**Activity:** Copy out all the data, word for word.

**Listed entries:**

// SPDX-License-Identifier: Apache-2.0
// © James Ross Ω FLYING•ROBOTS <https://github.com/flyingrobots>
#![allow(missing_docs)]
#![allow(clippy::unwrap_used)]

mod common;

use std::sync::atomic::{AtomicU32, Ordering};
use std::sync::Arc;

use reactor_core::{Action, ActionId, Cell, CellId, IdleOutcome, InMemoryPipeline, Scheduler};

/// One event payload writes `n` independent cells; `n` independent
/// derivations each depend on exactly one of them. A single `send` must
/// fan out to every dependent before `idle` resolves — modeling the
/// single-event-fans-out-to-dozens-of-commits case.
#[tokio::test]
async fn single_event_fans_out_to_many_dependents() {
    const N: usize = 40;

    let scheduler = Scheduler::with_pipeline(Arc::new(InMemoryPipeline::instant()));
    let sources: Vec<Arc<Cell<i64>>> = (0..N)
        .map(|i| Arc::new(Cell::new(CellId::from_raw(i as u64 + 1), 0i64)))
        .collect();
    let reruns = Arc::new(AtomicU32::new(0));

    for (i, source) in sources.iter().enumerate() {
        let source = Arc::clone(source);
        let reruns = Arc::clone(&reruns);
        let reader = Action::derivation(ActionId::from_raw(1000 + i as u64), move |tx| {
            let _ = source.get(tx);
            reruns.fetch_add(1, Ordering::SeqCst);
            Ok(())
        });
        scheduler.register(reader).await.unwrap();
    }
    assert_eq!(scheduler.idle().await, IdleOutcome::Idle);
    assert_eq!(reruns.load(Ordering::SeqCst), N as u32, "initial registration run");

    let sources_for_handler = sources.clone();
    let pusher = Action::event_handler(ActionId::from_raw(1), move |tx, _payload: ()| {
        for (i, source) in sources_for_handler.iter().enumerate() {
            source.set(tx, i as i64 + 1);
        }
        Ok(())
    });
    let pusher_id = scheduler.register(pusher).await.unwrap();

    scheduler.send(pusher_id, ()).await.unwrap();
    assert_eq!(scheduler.idle().await, IdleOutcome::Idle);

    assert_eq!(reruns.load(Ordering::SeqCst), 2 * N as u32, "every dependent reran once");
    for (i, source) in sources.iter().enumerate() {
        assert_eq!(source.get_untracked(), i as i64 + 1);
    }
}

**Solution for this problem:**
// SPDX-License-Identifier: Apache-2.0
// © James Ross Ω FLYING•ROBOTS <https://github.com/flyingrobots>
#![allow(missing_docs)]
#![allow(clippy::unwrap_used)]

mod common;

use std::sync::atomic::{AtomicU32, Ordering};
use std::sync::Arc;

use reactor_core::{Action, ActionId, Cell, CellId, IdleOutcome, InMemoryPipeline, Scheduler};

/// One event payload writes `n` independent cells; `n` independent
/// derivations each depend on exactly one of them. A single `send` must
/// fan out to every dependent before `idle` resolves — modeling the
/// single-event-fans-out-to-dozens-of-commits case.
#[tokio::test]
async fn single_event_fans_out_to_many_dependents() {
    const N: usize = 40;

    let scheduler = Scheduler::with_pipeline(Arc::new(InMemoryPipeline::instant()));
    let sources: Vec<Arc<Cell<i64>>> = (0..N)
        .map(|i| Arc::new(Cell::new(CellId::from_raw(i as u64 + 1), 0i64)))
        .collect();
    let reruns = Arc::new(AtomicU32::new(0));

    for (i, source) in sources.iter().enumerate() {
        let source = Arc::clone(source);
        let reruns = Arc::clone(&reruns);
        let reader = Action::derivation(ActionId::from_raw(1000 + i as u64), move |tx| {
            let _ = source.get(tx);
            reruns.fetch_add(1, Ordering::SeqCst);
            Ok(())
        });
        scheduler.register(reader).await.unwrap();
    }
    assert_eq!(scheduler.idle().await, IdleOutcome::Idle);
    assert_eq!(reruns.load(Ordering::SeqCst), N as u32, "initial registration run");

    let sources_for_handler = sources.clone();
    let pusher = Action::event_handler(ActionId::from_raw(1), move |tx, _payload: ()| {
        for (i, source) in sources_for_handler.iter().enumerate() {
            source.set(tx, i as i64 + 1);
        }
        Ok(())
    });
    let pusher_id = scheduler.register(pusher).await.unwrap();

    scheduler.send(pusher_id, ()).await.unwrap();
    assert_eq!(scheduler.idle().await, IdleOutcome::Idle);

    assert_eq!(reruns.load(Ordering::SeqCst), 2 * N as u32, "every dependent reran once");
    for (i, source) in sources.iter().enumerate() {
        assert_eq!(source.get_untracked(), i as i64 + 1);
    }
}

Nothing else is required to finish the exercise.